BRIEF | All entries below are to be reproduced exactly.

INPUT FOR THIS TASK |
//! Configuration loading from TOML files and environment variables.
//!
//! Config is loaded in this order of precedence (highest wins):
//! 1. Environment variables (`DOCBRIDGE_BIND`, `DOCBRIDGE_MODEL`, ...)
//! 2. TOML file specified via the `--config` CLI flag
//! 3. `./docbridge.toml` in the current directory
//! 4. `$XDG_CONFIG_HOME/docbridge/docbridge.toml` (or
//!    `~/.config/docbridge/docbridge.toml`)
//! 5. Built-in defaults

use crate::error::ConfigError;
use std::fmt;
use std::path::{Path, PathBuf};

mod defaults;
mod types;

use defaults::CONFIG_FILE_NAME;
pub use types::{BridgeConfig, ChatConfig, Config, ModelConfig, ServerConfig};

// ---------------------------------------------------------------------------
// Loading
// ---------------------------------------------------------------------------

/// Where the active configuration text came from.
#[derive(Debug, Clone, PartialEq, Eq)]
pub enum ConfigSource {
    Explicit(PathBuf),
    Local(PathBuf),
    Global(PathBuf),
    BuiltInDefaults,
}

impl fmt::Display for ConfigSource {
    fn fmt(&self, f: &mut fmt::Formatter<'_>) -> fmt::Result {
        match self {
            Self::Explicit(path) | Self::Local(path) | Self::Global(path) => {
                write!(f, "{}", path.display())
            }
            Self::BuiltInDefaults => f.write_str("built-in defaults"),
        }
    }
}

/// A resolved configuration plus the file it was read from.
#[derive(Debug, Clone)]
pub struct LoadedConfig {
    pub config: Config,
    pub source: ConfigSource,
}

/// Load configuration from disk and environment.
///
/// `path_override` is an explicit config file path (from `--config`).
pub fn load_config(path_override: Option<&Path>) -> Result<LoadedConfig, ConfigError> {
    load_config_from_sources(
        path_override,
        |path| std::fs::read_to_string(path),
        |name| std::env::var(name).ok(),
        config_root_dir,
    )
}

/// Same as [`load_config`] with every side effect injected.
pub fn load_config_from_sources<FRead, FEnv, FRoot>(
    path_override: Option<&Path>,
    read_file: FRead,
    env_lookup: FEnv,
    config_root: FRoot,
) -> Result<LoadedConfig, ConfigError>
where
    FRead: Fn(&Path) -> Result<String, std::io::Error>,
    FEnv: Fn(&str) -> Option<String>,
    FRoot: Fn() -> Option<PathBuf>,
{
    let (config_text, source) = read_config_text(path_override, &read_file, &config_root)?;
    let mut config: Config = toml::from_str(&config_text)?;
    resolve_api_key(&mut config, &env_lookup);
    apply_env_overrides(&mut config, &env_lookup)?;
    validate(&config)?;
    Ok(LoadedConfig { config, source })
}

fn read_config_text<FRead, FRoot>(
    path_override: Option<&Path>,
    read_file: &FRead,
    config_root: &FRoot,
) -> Result<(String, ConfigSource), ConfigError>
where
    FRead: Fn(&Path) -> Result<String, std::io::Error>,
    FRoot: Fn() -> Option<PathBuf>,
{
    if let Some(path) = path_override {
        let text = read_file(path)?;
        return Ok((text, ConfigSource::Explicit(path.to_path_buf())));
    }

    let local = PathBuf::from(CONFIG_FILE_NAME);
    if let Ok(text) = read_file(&local) {
        return Ok((text, ConfigSource::Local(local)));
    }
    if let Some(dir) = config_root() {
        let global = dir.join("docbridge").join(CONFIG_FILE_NAME);
        if let Ok(text) = read_file(&global) {
            return Ok((text, ConfigSource::Global(global)));
        }
    }

    Ok((String::new(), ConfigSource::BuiltInDefaults))
}

fn resolve_api_key<FEnv>(config: &mut Config, env_lookup: &FEnv)
where
    FEnv: Fn(&str) -> Option<String>,
{
    if !config.model.api_key.trim().is_empty() {
        return;
    }
    if let Some(key) = config
        .model
        .api_key_env
        .as_deref()
        .and_then(|name| normalized_string(env_lookup(name)))
    {
        config.model.api_key = key;
    }
}

fn apply_env_overrides<FEnv>(config: &mut Config, env_lookup: &FEnv) -> Result<(), ConfigError>
where
    FEnv: Fn(&str) -> Option<String>,
{
    let var = |name: &str| normalized_string(env_lookup(name));

    if let Some(bind) = var("DOCBRIDGE_BIND") {
        config.server.bind = bind;
    }
    if let Some(endpoint) = var("DOCBRIDGE_ENDPOINT") {
        config.server.endpoint = endpoint;
    }
    if let Some(token) = var("DOCBRIDGE_AUTH_TOKEN") {
        config.server.auth_token = Some(token);
    }
    if let Some(url) = var("DOCBRIDGE_BASE_URL") {
        config.model.base_url = url;
    }
    if let Some(model) = var("DOCBRIDGE_MODEL") {
        config.model.model = model;
    }
    if let Some(key) = var("DOCBRIDGE_API_KEY") {
        config.model.api_key = key;
    }
    if let Some(wait) = var("DOCBRIDGE_GATE_WAIT_MS") {
        config.bridge.gate_wait_ms = parse_u64("DOCBRIDGE_GATE_WAIT_MS", &wait, "milliseconds")?;
    }
    if let Some(timeout) = var("DOCBRIDGE_PROCESS_TIMEOUT_SECS") {
        let parsed = parse_u64("DOCBRIDGE_PROCESS_TIMEOUT_SECS", &timeout, "seconds")?;
        config.bridge.process_timeout_secs = parsed.max(1);
    }
    Ok(())
}

fn parse_u64(name: &str, value: &str, unit: &str) -> Result<u64, ConfigError> {
    value.parse::<u64>().map_err(|_| {
        ConfigError::Invalid(format!(
            "invalid {name} value `{value}`: expected non-negative integer {unit}"
        ))
    })
}

fn validate(config: &Config) -> Result<(), ConfigError> {
    let endpoint = config.server.endpoint.as_str();
    if !endpoint.starts_with('/') || endpoint == "/" {
        return Err(ConfigError::Invalid(format!(
            "server.endpoint `{endpoint}` must be an absolute path such as `/mcp`"
        )));
    }
    if endpoint == "/health" {
        return Err(ConfigError::Invalid(
            "server.endpoint may not shadow `/health`".to_string(),
        ));
    }
    if config.server.bind.trim().is_empty() {
        return Err(ConfigError::Invalid("server.bind must not be empty".into()));
    }
    if config.bridge.process_timeout_secs == 0 {
        return Err(ConfigError::Invalid(
            "bridge.process_timeout_secs must be at least 1".into(),
        ));
    }
    if config.chat.max_rounds == 0 {
        return Err(ConfigError::Invalid("chat.max_rounds must be at least 1".into()));
    }
    Ok(())
}

fn normalized_string(value: Option<String>) -> Option<String> {
    value
        .map(|v| v.trim().to_string())
        .filter(|v| !v.is_empty())
}

/// Root directory for per-user config files.
pub fn config_root_dir() -> Option<PathBuf> {
    if let Ok(path) = std::env::var("XDG_CONFIG_HOME") {
        let trimmed = path.trim();
        if !trimmed.is_empty() {
            return Some(PathBuf::from(trimmed));
        }
    }
    dirs::home_dir()
        .map(|home| home.join(".config"))
        .or_else(dirs::config_dir)
}

// ---------------------------------------------------------------------------
// Tests
// ---------------------------------------------------------------------------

RESULT OF THIS TASK |
//! Configuration loading from TOML files and environment variables.
//!
//! Config is loaded in this order of precedence (highest wins):
//! 1. Environment variables (`DOCBRIDGE_BIND`, `DOCBRIDGE_MODEL`, ...)
//! 2. TOML file specified via the `--config` CLI flag
//! 3. `./docbridge.toml` in the current directory
//! 4. `$XDG_CONFIG_HOME/docbridge/docbridge.toml` (or
//!    `~/.config/docbridge/docbridge.toml`)
//! 5. Built-in defaults

use crate::error::ConfigError;
use std::fmt;
use std::path::{Path, PathBuf};

mod defaults;
mod types;

use defaults::CONFIG_FILE_NAME;
pub use types::{BridgeConfig, ChatConfig, Config, ModelConfig, ServerConfig};

// ---------------------------------------------------------------------------
// Loading
// ---------------------------------------------------------------------------

/// Where the active configuration text came from.
#[derive(Debug, Clone, PartialEq, Eq)]
pub enum ConfigSource {
    Explicit(PathBuf),
    Local(PathBuf),
    Global(PathBuf),
    BuiltInDefaults,
}

impl fmt::Display for ConfigSource {
    fn fmt(&self, f: &mut fmt::Formatter<'_>) -> fmt::Result {
        match self {
            Self::Explicit(path) | Self::Local(path) | Self::Global(path) => {
                write!(f, "{}", path.display())
            }
            Self::BuiltInDefaults => f.write_str("built-in defaults"),
        }
    }
}

/// A resolved configuration plus the file it was read from.
#[derive(Debug, Clone)]
pub struct LoadedConfig {
    pub config: Config,
    pub source: ConfigSource,
}

/// Load configuration from disk and environment.
///
/// `path_override` is an explicit config file path (from `--config`).
pub fn load_config(path_override: Option<&Path>) -> Result<LoadedConfig, ConfigError> {
    load_config_from_sources(
        path_override,
        |path| std::fs::read_to_string(path),
        |name| std::env::var(name).ok(),
        config_root_dir,
    )
}

/// Same as [`load_config`] with every side effect injected.
pub fn load_config_from_sources<FRead, FEnv, FRoot>(
    path_override: Option<&Path>,
    read_file: FRead,
    env_lookup: FEnv,
    config_root: FRoot,
) -> Result<LoadedConfig, ConfigError>
where
    FRead: Fn(&Path) -> Result<String, std::io::Error>,
    FEnv: Fn(&str) -> Option<String>,
    FRoot: Fn() -> Option<PathBuf>,
{
    let (config_text, source) = read_config_text(path_override, &read_file, &config_root)?;
    let mut config: Config = toml::from_str(&config_text)?;
    resolve_api_key(&mut config, &env_lookup);
    apply_env_overrides(&mut config, &env_lookup)?;
    validate(&config)?;
    Ok(LoadedConfig { config, source })
}

fn read_config_text<FRead, FRoot>(
    path_override: Option<&Path>,
    read_file: &FRead,
    config_root: &FRoot,
) -> Result<(String, ConfigSource), ConfigError>
where
    FRead: Fn(&Path) -> Result<String, std::io::Error>,
    FRoot: Fn() -> Option<PathBuf>,
{
    if let Some(path) = path_override {
        let text = read_file(path)?;
        return Ok((text, ConfigSource::Explicit(path.to_path_buf())));
    }

    let local = PathBuf::from(CONFIG_FILE_NAME);
    if let Ok(text) = read_file(&local) {
        return Ok((text, ConfigSource::Local(local)));
    }
    if let Some(dir) = config_root() {
        let global = dir.join("docbridge").join(CONFIG_FILE_NAME);
        if let Ok(text) = read_file(&global) {
            return Ok((text, ConfigSource::Global(global)));
        }
    }

    Ok((String::new(), ConfigSource::BuiltInDefaults))
}

fn resolve_api_key<FEnv>(config: &mut Config, env_lookup: &FEnv)
where
    FEnv: Fn(&str) -> Option<String>,
{
    if !config.model.api_key.trim().is_empty() {
        return;
    }
    if let Some(key) = config
        .model
        .api_key_env
        .as_deref()
        .and_then(|name| normalized_string(env_lookup(name)))
    {
        config.model.api_key = key;
    }
}

fn apply_env_overrides<FEnv>(config: &mut Config, env_lookup: &FEnv) -> Result<(), ConfigError>
where
    FEnv: Fn(&str) -> Option<String>,
{
    let var = |name: &str| normalized_string(env_lookup(name));

    if let Some(bind) = var("DOCBRIDGE_BIND") {
        config.server.bind = bind;
    }
    if let Some(endpoint) = var("DOCBRIDGE_ENDPOINT") {
        config.server.endpoint = endpoint;
    }
    if let Some(token) = var("DOCBRIDGE_AUTH_TOKEN") {
        config.server.auth_token = Some(token);
    }
    if let Some(url) = var("DOCBRIDGE_BASE_URL") {
        config.model.base_url = url;
    }
    if let Some(model) = var("DOCBRIDGE_MODEL") {
        config.model.model = model;
    }
    if let Some(key) = var("DOCBRIDGE_API_KEY") {
        config.model.api_key = key;
    }
    if let Some(wait) = var("DOCBRIDGE_GATE_WAIT_MS") {
        config.bridge.gate_wait_ms = parse_u64("DOCBRIDGE_GATE_WAIT_MS", &wait, "milliseconds")?;
    }
    if let Some(timeout) = var("DOCBRIDGE_PROCESS_TIMEOUT_SECS") {
        let parsed = parse_u64("DOCBRIDGE_PROCESS_TIMEOUT_SECS", &timeout, "seconds")?;
        config.bridge.process_timeout_secs = parsed.max(1);
    }
    Ok(())
}

fn parse_u64(name: &str, value: &str, unit: &str) -> Result<u64, ConfigError> {
    value.parse::<u64>().map_err(|_| {
        ConfigError::Invalid(format!(
            "invalid {name} value `{value}`: expected non-negative integer {unit}"
        ))
    })
}

fn validate(config: &Config) -> Result<(), ConfigError> {
    let endpoint = config.server.endpoint.as_str();
    if !endpoint.starts_with('/') || endpoint == "/" {
        return Err(ConfigError::Invalid(format!(
            "server.endpoint `{endpoint}` must be an absolute path such as `/mcp`"
        )));
    }
    if endpoint == "/health" {
        return Err(ConfigError::Invalid(
            "server.endpoint may not shadow `/health`".to_string(),
        ));
    }
    if config.server.bind.trim().is_empty() {
        return Err(ConfigError::Invalid("server.bind must not be empty".into()));
    }
    if config.bridge.process_timeout_secs == 0 {
        return Err(ConfigError::Invalid(
            "bridge.process_timeout_secs must be at least 1".into(),
        ));
    }
    if config.chat.max_rounds == 0 {
        return Err(ConfigError::Invalid("chat.max_rounds must be at least 1".into()));
    }
    Ok(())
}

fn normalized_string(value: Option<String>) -> Option<String> {
    value
        .map(|v| v.trim().to_string())
        .filter(|v| !v.is_empty())
}

/// Root directory for per-user config files.
pub fn config_root_dir() -> Option<PathBuf> {
    if let Ok(path) = std::env::var("XDG_CONFIG_HOME") {
        let trimmed = path.trim();
        if !trimmed.is_empty() {
            return Some(PathBuf::from(trimmed));
        }
    }
    dirs::home_dir()
        .map(|home| home.join(".config"))
        .or_else(dirs::config_dir)
}

// ---------------------------------------------------------------------------
// Tests
// ---------------------------------------------------------------------------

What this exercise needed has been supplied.